Problem statement —
What is needed is every line of the data that includes the word "MalformedCommand". Please copy each one.

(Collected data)
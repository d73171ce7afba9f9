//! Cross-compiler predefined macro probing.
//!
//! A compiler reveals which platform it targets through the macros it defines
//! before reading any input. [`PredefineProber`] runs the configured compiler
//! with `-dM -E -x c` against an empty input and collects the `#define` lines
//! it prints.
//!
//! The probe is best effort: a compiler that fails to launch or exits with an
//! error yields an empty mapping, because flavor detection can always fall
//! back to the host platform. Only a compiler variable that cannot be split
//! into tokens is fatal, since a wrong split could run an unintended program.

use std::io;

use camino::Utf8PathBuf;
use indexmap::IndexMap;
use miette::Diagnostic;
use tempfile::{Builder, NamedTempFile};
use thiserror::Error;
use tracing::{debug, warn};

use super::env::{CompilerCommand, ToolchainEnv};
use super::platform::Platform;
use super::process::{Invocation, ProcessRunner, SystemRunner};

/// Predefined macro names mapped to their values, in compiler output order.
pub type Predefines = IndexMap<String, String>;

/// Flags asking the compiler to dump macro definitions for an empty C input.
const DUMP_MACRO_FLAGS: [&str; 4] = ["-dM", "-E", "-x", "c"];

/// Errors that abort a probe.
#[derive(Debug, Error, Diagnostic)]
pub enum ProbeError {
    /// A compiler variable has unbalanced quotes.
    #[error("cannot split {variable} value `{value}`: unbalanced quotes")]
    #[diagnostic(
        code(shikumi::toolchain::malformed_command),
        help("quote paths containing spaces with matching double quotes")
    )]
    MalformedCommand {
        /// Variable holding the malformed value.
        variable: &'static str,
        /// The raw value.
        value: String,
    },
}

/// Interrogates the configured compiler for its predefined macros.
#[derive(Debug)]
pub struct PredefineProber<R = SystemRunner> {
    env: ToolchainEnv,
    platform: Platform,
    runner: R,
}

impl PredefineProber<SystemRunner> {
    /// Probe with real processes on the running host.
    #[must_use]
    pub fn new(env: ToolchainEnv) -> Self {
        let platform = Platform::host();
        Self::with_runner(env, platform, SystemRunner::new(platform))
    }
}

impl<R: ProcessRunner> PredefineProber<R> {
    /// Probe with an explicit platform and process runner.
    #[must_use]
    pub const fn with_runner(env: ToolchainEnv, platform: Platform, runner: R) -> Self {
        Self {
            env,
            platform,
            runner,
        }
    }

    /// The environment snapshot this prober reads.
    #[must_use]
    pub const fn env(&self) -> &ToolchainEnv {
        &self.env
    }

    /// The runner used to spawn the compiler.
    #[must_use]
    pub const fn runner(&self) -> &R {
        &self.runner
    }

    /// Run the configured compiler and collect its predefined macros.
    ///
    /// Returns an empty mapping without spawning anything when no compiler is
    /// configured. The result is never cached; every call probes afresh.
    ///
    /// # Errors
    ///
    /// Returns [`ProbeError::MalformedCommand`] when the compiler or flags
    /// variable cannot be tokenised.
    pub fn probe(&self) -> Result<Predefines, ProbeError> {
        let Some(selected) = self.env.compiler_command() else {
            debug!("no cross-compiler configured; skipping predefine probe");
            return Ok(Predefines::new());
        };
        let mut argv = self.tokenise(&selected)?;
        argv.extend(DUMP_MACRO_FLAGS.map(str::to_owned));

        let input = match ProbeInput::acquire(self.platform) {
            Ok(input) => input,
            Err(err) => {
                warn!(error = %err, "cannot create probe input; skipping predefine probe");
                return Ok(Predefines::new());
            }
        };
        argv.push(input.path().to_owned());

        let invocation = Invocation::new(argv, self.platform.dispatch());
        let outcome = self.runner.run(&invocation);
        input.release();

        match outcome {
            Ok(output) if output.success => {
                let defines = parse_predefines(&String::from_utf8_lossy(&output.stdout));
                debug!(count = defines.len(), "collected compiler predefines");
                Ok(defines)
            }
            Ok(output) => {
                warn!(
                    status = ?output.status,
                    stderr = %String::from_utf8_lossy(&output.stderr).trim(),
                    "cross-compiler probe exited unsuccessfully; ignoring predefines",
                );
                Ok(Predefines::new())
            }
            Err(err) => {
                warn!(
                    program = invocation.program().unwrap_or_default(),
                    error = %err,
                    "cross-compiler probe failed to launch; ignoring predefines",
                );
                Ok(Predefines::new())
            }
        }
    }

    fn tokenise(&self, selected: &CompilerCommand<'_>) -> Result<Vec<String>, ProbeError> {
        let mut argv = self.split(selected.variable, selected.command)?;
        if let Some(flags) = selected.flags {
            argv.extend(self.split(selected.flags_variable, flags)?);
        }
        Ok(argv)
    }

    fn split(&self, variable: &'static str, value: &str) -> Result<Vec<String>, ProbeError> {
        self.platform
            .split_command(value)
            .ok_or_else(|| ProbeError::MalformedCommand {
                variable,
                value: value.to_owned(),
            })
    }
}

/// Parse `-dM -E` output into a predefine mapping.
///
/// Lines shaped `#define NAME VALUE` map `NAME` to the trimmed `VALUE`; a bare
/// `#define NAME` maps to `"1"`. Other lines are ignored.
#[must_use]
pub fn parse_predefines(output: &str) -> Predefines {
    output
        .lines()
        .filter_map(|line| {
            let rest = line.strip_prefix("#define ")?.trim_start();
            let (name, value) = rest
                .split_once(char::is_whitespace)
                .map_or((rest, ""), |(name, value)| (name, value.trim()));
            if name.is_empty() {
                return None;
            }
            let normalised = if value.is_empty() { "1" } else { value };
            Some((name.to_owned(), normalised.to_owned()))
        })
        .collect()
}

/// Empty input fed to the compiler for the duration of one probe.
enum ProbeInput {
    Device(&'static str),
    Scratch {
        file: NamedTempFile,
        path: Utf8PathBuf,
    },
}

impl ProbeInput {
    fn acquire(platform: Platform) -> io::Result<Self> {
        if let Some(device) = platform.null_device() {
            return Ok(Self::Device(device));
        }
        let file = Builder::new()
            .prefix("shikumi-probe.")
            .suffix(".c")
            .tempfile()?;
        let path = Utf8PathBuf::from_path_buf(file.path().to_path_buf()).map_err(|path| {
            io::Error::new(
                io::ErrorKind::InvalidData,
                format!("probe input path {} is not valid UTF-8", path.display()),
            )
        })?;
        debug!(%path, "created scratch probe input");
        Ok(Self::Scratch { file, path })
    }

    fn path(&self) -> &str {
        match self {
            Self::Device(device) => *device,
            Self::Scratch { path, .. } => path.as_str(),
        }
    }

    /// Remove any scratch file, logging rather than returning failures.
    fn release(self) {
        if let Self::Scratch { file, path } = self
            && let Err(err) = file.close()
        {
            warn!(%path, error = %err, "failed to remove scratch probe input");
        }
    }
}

Output for this exercise —
    MalformedCommand {
    /// Returns [`ProbeError::MalformedCommand`] when the compiler or flags
            .ok_or_else(|| ProbeError::MalformedCommand {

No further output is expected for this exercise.